Data de nascimento: 21. Abril 1909
Data de falecimento: 22. Outubro 1994

Rollo Reece May, , nascido na cidade de Ada, estado de Ohio, foi um psicólogo existencialista famoso por seu livro "Love and Will" , lançado em 1969.

Ainda que com frequência seja associado à psicologia humanista , diferencia-se de outros psicólogos humanistas como Maslow ou Rogers ao utilizar na psicologia conceitos filosóficos presentes na cultura contemporêna, que remontam a Kierkegaard e a Nietzsche , ligados à condição humana. May era um amigo próximo do teólogo Paul Tillich.

Foi o organizador da clássica obra sobre Psicologia Existencial, que reuniu os principais autores da área. Escreveu também “O Homem à Procura de Si Mesmo”, “A Coragem de Criar”, “Poder e Inocência” e outros livros sobre temas psicológicos e sociais, de um modo acessível aos leigos.

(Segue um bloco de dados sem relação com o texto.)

//! The backport pipeline: replay a pull request's patch across every
//! maintained release branch and publish the results into the
//! `backport/` ref namespace.

use std::path::Path;

use anyhow::{anyhow, Context, Result};
use tracing::{info, warn};

use backporter_core::{BackportRef, SequenceHistory, VersionGraph, SHORT_HASH_LEN};

use crate::config::Config;
use crate::event::PullRequest;
use crate::git::{self, ApplyOutcome, GitRepo};
use crate::github::GitHubClient;

/// One branch the patch landed on, with the commit we created there.
#[derive(Debug, Clone, PartialEq, Eq)]
pub struct BranchResult {
    pub branch: String,
    pub head: String,
}

/// A published backport ref, plus the base it diverged from (used for
/// the compare links in the PR comment).
#[derive(Debug, Clone, PartialEq, Eq)]
pub struct PushedRef {
    pub branch: String,
    pub base: String,
    pub ref_name: String,
}

#[derive(Debug)]
pub enum PublishResult {
    Pushed(Vec<PushedRef>),
    /// The remote refused the pushes even after retrying. This is the
    /// normal state when the workflow runs against a fork without write
    /// access, so it is not an error.
    Rejected,
}

#[derive(Debug)]
pub enum PipelineOutcome {
    UpToDate,
    Completed { pushed: Vec<PushedRef> },
    NothingApplied,
    PushRejected,
}

/// Read the PR's published sequence history off the remote.
pub fn fetch_history(remote_url: &str, pr_id: u64) -> Result<SequenceHistory> {
    let pattern = format!("{}/*", BackportRef::pr_namespace(pr_id));
    let refs = git::ls_remote(remote_url, &pattern)?;
    let mut decoded = Vec::with_capacity(refs.len());
    for (commit, name) in refs {
        decoded.push((BackportRef::decode(&name)?, commit));
    }
    Ok(SequenceHistory::build(decoded)?)
}

/// Message used for every commit the pipeline creates, mirroring what
/// GitHub would write for a merge of this PR.
pub fn commit_message(pr_id: u64, label: &str, title: &str, body: Option<&str>) -> String {
    let mut msg = format!("Merge pull request #{} from {}\n\n{}\n\n", pr_id, label, title);
    if let Some(body) = body {
        if !body.trim().is_empty() {
            msg.push_str(body);
        }
    }
    msg
}

/// Walk the release branches oldest-first, applying the patch on the
/// first branch it fits and merging each patched branch forward into the
/// next. Returns one result per branch that received a commit; empty
/// means the patch fit nowhere.
pub fn apply_patch_across_branches(
    repo: &GitRepo,
    graph: &VersionGraph,
    patch: &Path,
    msg_file: &Path,
) -> Result<Vec<BranchResult>> {
    let mut results: Vec<BranchResult> = Vec::new();

    for (i, version) in graph.versions().iter().enumerate() {
        let branch = graph.branch_name(*version);
        info!("Patching {}", branch);

        repo.checkout(&branch)?;
        repo.reset_hard(&format!("origin/{}", branch))?;
        repo.clean()?;

        // The raw patch is only applied until it lands somewhere; later
        // branches pick the change up through the forward merge.
        if results.is_empty() {
            if repo.apply_mailbox(patch)? == ApplyOutcome::Failed {
                info!("Patch does not apply on {}, skipping", branch);
                continue;
            }
        }

        if i > 0 {
            let prev = graph.previous_version(*version)?;
            repo.merge_no_commit(&format!("branch-{}", prev))?;
        }
        repo.commit_allow_empty(msg_file)?;

        results.push(BranchResult {
            head: repo.head()?,
            branch,
        });
    }

    if results.is_empty() {
        return Ok(results);
    }

    // The development branch gets the fully merged state of the newest
    // release branch.
    repo.recreate_branch("main")?;
    results.push(BranchResult {
        branch: "main".to_string(),
        head: repo.head()?,
    });
    Ok(results)
}

/// Push every patched branch to its hash-qualified ref under the PR's
/// namespace.
pub fn publish_backports(
    repo: &GitRepo,
    pr_id: u64,
    sequence_id: u32,
    short_hash: &str,
    results: &[BranchResult],
) -> Result<PublishResult> {
    let mut pushed = Vec::with_capacity(results.len());
    for result in results {
        let base = repo.rev_parse(&format!("origin/{}", result.branch))?;
        let target = BackportRef {
            pr_id,
            sequence_id,
            short_hash: short_hash.to_string(),
            target_branch: result.branch.clone(),
        }
        .encode();
        if let Err(e) = repo.push_ref(&result.branch, &target) {
            let message = format!("{:#}", e);
            if git::is_permission_denied(&message) {
                warn!("No permission to publish backport refs: {}", message);
                return Ok(PublishResult::Rejected);
            }
            return Err(e);
        }
        pushed.push(PushedRef {
            branch: result.branch.clone(),
            base,
            ref_name: target,
        });
    }
    Ok(PublishResult::Pushed(pushed))
}

/// PR comment announcing the published refs, with compare links for the
/// release branches. The development branch is omitted from the links.
pub fn comment_body(
    repo_slug: &str,
    sequence_id: u32,
    short_hash: &str,
    pushed: &[PushedRef],
) -> String {
    let mut body = format!(
        "The commits from this PR have been backported (version {} - {}) onto:\n",
        sequence_id, short_hash
    );
    for p in pushed {
        if p.branch == "main" {
            continue;
        }
        body.push_str(&format!(
            " - [{}](https://github.com/{}/compare/{}...{})\n",
            p.branch, repo_slug, p.base, p.ref_name
        ));
    }
    body
}

pub async fn handle_pull_request(
    config: &Config,
    client: &GitHubClient,
    pr: &PullRequest,
) -> Result<PipelineOutcome> {
    let short_hash = pr
        .head
        .sha
        .get(..SHORT_HASH_LEN)
        .ok_or_else(|| anyhow!("head sha '{}' is too short", pr.head.sha))?;
    info!("Source branch hash: {}", short_hash);

    let history = fetch_history(&config.remote_url(), pr.number)?;
    if history.is_up_to_date(short_hash) {
        info!("Existing backport branches up to date");
        for entry in history.entries() {
            let hash = entry.short_hash.as_deref().unwrap_or("<missing>");
            info!(" - Sequence: v{}-{}", entry.sequence_id, hash);
            for (name, commit) in entry.branches.iter().flatten() {
                info!("   * {} @ {}", name, &commit[..SHORT_HASH_LEN.min(commit.len())]);
            }
        }
        return Ok(PipelineOutcome::UpToDate);
    }

    let msg_path = config.work_dir.join(format!("commit-{}.msg", pr.number));
    std::fs::write(
        &msg_path,
        commit_message(pr.number, &pr.head.label, &pr.title, pr.body.as_deref()),
    )
    .with_context(|| format!("Failed to write {}", msg_path.display()))?;

    let patch = client
        .get_pull_request_patch(&config.repo_slug, pr.number)
        .await?;
    let patch_path = config.work_dir.join(format!("pr-{}.patch", pr.number));
    std::fs::write(&patch_path, &patch)
        .with_context(|| format!("Failed to write {}", patch_path.display()))?;

    let date = git::extract_patch_date(&patch)
        .ok_or_else(|| anyhow!("patch for PR #{} carries no Date header", pr.number))?;
    info!("Patch date is: {}", date);

    let mut repo = GitRepo::clone_blobless(&config.remote_url(), &config.clone_dir())?;
    repo.configure_auth(&config.github_token)?;
    repo.set_commit_date(Some(date));
    repo.fetch()?;

    let tags = repo.tags()?;
    let graph = VersionGraph::from_tags(tags.iter().map(|s| s.as_str()));
    info!("Will backport to: {:?}", graph.versions());

    let results = apply_patch_across_branches(&repo, &graph, &patch_path, &msg_path)?;
    if results.is_empty() {
        warn!("Patch was unable to be backported to any branch");
        return Ok(PipelineOutcome::NothingApplied);
    }

    let sequence_id = history.next_sequence_id();
    match publish_backports(&repo, pr.number, sequence_id, short_hash, &results)? {
        PublishResult::Rejected => Ok(PipelineOutcome::PushRejected),
        PublishResult::Pushed(pushed) => {
            let body = comment_body(&config.repo_slug, sequence_id, short_hash, &pushed);
            client
                .create_issue_comment(&config.repo_slug, pr.number, &body)
                .await?;
            Ok(PipelineOutcome::Completed { pushed })
        }
    }
}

Faleceu no dia 22 de outubro de 1994.

Citações Rollo May

„Sem coragem o nosso amor empalidece em mera dependência.“

—  Rollo May

Without courage our love pales into mere dependency.
The courage to create‎ - Página 13, Rollo May - W.W. Norton, 1994, ISBN 0393311066, 9780393311068 - 143 páginas

„Joy, rather than happiness, is the goal of life, for joy is the emotion which accompanies our fulfilling our natures as human beings.“

—  Rollo May

Fonte: Man’s Search for Himself (1953), p. 67
Contexto: Joy, rather than happiness, is the goal of life, for joy is the emotion which accompanies our fulfilling our natures as human beings. It is based on the experience of one's identity as a being of worth and dignity, who is able to affirm his being, if need be, against all other beings and the whole inorganic world.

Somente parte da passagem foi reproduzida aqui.